Collected data:
——

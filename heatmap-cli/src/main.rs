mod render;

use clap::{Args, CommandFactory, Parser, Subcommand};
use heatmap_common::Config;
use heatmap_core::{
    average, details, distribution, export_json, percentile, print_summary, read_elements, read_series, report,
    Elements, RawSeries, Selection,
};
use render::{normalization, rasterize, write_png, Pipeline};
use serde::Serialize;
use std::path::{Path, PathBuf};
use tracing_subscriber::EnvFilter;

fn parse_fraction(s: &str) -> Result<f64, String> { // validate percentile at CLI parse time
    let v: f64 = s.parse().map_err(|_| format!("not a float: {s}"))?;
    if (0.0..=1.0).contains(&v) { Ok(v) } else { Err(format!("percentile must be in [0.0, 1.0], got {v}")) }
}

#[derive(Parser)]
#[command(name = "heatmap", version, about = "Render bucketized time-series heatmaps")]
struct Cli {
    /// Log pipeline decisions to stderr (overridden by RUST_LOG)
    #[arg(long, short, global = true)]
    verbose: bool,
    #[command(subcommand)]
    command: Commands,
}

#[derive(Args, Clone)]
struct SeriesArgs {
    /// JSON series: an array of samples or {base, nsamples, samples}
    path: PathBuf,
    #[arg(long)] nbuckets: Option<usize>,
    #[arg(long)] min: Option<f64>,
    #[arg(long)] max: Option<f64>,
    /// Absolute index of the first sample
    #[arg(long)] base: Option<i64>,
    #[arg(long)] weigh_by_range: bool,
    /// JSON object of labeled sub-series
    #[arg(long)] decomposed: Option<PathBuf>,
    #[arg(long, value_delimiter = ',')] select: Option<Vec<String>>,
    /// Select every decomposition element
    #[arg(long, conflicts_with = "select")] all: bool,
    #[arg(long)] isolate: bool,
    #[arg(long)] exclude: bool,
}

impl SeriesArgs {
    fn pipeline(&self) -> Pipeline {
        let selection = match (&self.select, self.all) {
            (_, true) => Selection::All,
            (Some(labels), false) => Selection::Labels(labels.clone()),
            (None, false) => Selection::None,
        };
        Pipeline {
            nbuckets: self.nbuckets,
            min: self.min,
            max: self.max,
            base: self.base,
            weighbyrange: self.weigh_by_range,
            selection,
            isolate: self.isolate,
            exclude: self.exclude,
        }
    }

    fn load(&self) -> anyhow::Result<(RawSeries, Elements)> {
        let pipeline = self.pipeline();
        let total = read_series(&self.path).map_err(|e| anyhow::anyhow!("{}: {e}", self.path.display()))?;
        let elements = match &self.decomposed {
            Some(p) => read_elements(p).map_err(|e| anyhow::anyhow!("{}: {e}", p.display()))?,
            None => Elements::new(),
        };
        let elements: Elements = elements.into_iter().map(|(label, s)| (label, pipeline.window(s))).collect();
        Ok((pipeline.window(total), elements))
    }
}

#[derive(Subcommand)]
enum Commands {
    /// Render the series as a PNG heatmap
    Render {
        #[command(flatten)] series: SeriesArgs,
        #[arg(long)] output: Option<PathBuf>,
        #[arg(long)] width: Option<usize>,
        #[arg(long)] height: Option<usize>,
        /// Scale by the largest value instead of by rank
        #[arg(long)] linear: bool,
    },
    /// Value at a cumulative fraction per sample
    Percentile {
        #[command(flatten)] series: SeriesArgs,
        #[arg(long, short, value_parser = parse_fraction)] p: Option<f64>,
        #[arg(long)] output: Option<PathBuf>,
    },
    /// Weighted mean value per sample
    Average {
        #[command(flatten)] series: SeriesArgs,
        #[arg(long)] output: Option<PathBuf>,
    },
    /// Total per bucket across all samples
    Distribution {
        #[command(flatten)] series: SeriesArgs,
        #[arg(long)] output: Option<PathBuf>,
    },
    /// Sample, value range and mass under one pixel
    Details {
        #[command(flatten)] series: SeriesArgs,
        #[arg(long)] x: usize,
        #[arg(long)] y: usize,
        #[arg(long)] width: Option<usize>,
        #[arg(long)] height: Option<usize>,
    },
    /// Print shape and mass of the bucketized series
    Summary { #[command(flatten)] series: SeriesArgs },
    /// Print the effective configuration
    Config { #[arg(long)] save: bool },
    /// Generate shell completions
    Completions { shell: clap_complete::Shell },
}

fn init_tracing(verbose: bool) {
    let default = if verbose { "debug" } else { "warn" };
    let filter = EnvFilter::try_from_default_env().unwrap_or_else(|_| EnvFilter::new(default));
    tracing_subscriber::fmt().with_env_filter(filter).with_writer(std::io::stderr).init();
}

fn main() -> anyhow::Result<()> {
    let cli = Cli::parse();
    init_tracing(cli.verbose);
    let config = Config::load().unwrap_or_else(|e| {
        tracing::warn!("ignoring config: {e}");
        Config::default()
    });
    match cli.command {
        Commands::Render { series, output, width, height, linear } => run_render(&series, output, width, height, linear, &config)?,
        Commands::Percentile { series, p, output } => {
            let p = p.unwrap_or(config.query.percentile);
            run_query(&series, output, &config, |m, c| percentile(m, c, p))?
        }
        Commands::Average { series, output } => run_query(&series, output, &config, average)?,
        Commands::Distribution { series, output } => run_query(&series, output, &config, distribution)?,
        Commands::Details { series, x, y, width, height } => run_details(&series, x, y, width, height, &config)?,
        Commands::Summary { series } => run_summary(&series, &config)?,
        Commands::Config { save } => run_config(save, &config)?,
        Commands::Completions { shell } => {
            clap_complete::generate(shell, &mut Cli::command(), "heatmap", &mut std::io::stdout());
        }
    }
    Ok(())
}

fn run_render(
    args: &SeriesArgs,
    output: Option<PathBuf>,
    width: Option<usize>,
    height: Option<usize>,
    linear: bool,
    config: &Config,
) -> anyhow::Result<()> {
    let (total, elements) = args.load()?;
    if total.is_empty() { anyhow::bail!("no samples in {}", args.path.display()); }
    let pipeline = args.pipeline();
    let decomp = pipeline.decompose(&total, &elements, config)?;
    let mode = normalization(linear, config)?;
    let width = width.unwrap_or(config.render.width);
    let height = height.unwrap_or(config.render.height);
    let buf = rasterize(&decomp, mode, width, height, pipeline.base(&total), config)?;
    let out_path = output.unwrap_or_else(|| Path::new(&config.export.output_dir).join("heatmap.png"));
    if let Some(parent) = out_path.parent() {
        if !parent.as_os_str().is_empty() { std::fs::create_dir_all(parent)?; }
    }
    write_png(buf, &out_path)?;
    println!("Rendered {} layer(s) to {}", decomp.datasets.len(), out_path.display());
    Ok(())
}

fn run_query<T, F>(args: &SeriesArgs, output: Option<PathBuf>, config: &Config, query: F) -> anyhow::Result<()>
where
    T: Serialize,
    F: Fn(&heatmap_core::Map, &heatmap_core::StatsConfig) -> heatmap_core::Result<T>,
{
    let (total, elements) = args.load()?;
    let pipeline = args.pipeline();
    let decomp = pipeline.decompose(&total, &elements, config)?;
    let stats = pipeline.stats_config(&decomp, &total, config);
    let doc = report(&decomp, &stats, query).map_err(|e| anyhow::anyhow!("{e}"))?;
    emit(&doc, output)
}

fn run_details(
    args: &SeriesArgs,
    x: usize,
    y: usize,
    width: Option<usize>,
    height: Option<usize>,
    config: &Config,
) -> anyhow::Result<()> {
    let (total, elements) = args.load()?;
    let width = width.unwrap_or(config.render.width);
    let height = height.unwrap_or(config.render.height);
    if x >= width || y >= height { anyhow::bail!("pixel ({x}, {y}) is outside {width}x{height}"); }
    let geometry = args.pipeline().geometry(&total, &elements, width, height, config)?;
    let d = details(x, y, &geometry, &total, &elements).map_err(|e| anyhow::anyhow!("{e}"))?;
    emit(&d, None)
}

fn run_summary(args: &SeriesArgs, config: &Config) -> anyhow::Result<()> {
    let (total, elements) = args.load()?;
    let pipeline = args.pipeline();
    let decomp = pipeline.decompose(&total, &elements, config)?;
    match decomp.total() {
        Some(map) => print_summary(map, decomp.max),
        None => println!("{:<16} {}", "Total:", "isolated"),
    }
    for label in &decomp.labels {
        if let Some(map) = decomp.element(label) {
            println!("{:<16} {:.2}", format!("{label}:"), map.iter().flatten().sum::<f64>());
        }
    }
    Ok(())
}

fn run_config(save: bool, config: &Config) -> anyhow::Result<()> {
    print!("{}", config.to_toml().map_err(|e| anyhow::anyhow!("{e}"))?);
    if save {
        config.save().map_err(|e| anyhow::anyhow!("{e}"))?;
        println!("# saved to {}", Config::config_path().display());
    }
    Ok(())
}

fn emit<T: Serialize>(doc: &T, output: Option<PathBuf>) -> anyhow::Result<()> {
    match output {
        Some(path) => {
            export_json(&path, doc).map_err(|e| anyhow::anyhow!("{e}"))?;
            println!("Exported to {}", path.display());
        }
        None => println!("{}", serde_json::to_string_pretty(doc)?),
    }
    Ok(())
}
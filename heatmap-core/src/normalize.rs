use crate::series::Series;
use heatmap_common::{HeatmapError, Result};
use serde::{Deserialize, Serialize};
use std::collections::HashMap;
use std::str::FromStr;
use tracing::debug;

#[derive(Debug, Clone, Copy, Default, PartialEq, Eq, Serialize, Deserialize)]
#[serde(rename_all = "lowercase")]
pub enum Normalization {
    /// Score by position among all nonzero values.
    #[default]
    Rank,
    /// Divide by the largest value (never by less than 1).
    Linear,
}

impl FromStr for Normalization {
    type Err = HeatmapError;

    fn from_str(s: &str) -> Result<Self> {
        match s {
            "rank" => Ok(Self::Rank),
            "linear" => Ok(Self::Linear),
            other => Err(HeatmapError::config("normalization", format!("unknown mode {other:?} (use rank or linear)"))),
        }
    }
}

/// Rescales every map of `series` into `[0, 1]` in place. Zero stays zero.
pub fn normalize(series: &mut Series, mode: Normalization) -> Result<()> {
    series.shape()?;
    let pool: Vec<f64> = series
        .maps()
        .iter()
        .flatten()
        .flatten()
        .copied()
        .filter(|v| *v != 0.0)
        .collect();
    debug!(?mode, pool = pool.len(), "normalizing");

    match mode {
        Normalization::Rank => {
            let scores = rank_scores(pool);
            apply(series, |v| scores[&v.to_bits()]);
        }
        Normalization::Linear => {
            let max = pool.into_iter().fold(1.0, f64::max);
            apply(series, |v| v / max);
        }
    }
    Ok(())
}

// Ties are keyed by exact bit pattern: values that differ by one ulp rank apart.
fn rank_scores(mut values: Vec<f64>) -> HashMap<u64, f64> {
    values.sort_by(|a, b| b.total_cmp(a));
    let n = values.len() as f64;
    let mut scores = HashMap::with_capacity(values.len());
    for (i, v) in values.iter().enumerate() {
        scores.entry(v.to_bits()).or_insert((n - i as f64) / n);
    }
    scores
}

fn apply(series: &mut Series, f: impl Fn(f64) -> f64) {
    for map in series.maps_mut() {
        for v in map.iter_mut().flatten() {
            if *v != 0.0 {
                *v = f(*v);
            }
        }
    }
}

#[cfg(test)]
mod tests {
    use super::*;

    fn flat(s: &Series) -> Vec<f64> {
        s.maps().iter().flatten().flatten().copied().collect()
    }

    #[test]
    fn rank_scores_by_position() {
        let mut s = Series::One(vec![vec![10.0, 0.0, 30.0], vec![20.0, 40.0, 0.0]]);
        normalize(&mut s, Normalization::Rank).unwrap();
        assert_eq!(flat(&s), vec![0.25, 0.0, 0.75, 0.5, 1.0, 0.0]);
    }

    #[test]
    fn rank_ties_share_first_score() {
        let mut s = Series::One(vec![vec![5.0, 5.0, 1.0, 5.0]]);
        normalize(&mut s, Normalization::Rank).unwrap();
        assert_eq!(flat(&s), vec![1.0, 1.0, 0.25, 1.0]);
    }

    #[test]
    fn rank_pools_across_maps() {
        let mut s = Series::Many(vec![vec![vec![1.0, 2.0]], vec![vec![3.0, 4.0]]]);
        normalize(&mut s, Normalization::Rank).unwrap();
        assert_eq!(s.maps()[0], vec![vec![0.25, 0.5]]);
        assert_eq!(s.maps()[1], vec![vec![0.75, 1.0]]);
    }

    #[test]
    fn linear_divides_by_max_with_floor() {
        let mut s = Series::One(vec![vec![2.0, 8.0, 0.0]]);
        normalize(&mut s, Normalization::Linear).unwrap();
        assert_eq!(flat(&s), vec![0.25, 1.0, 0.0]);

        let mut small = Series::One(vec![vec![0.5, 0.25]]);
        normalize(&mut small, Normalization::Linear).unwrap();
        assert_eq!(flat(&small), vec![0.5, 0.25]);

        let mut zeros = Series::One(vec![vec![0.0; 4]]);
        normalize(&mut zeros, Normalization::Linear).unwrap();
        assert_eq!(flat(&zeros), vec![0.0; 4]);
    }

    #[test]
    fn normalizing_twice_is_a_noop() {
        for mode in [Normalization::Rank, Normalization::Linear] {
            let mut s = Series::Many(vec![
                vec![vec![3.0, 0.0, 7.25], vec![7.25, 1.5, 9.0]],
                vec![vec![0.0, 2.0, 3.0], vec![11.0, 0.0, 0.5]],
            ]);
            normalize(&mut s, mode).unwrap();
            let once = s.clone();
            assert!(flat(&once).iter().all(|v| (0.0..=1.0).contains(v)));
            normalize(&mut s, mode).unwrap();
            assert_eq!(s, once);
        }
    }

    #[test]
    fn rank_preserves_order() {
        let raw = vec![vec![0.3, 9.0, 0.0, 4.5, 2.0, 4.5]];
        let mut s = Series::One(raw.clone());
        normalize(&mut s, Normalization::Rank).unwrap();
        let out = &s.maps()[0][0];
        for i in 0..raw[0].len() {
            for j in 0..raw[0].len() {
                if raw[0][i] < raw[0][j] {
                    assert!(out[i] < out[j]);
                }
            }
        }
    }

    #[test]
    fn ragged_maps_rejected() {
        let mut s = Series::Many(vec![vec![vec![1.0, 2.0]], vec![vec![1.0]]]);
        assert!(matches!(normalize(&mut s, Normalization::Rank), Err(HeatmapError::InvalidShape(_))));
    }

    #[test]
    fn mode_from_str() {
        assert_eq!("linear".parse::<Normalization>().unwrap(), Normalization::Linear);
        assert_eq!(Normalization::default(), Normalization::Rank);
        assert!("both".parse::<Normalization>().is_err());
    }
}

——

:: Work required ::
Give the number of lines in the entries that contain the word "labels", with no other text.

:: Problem solution ::
2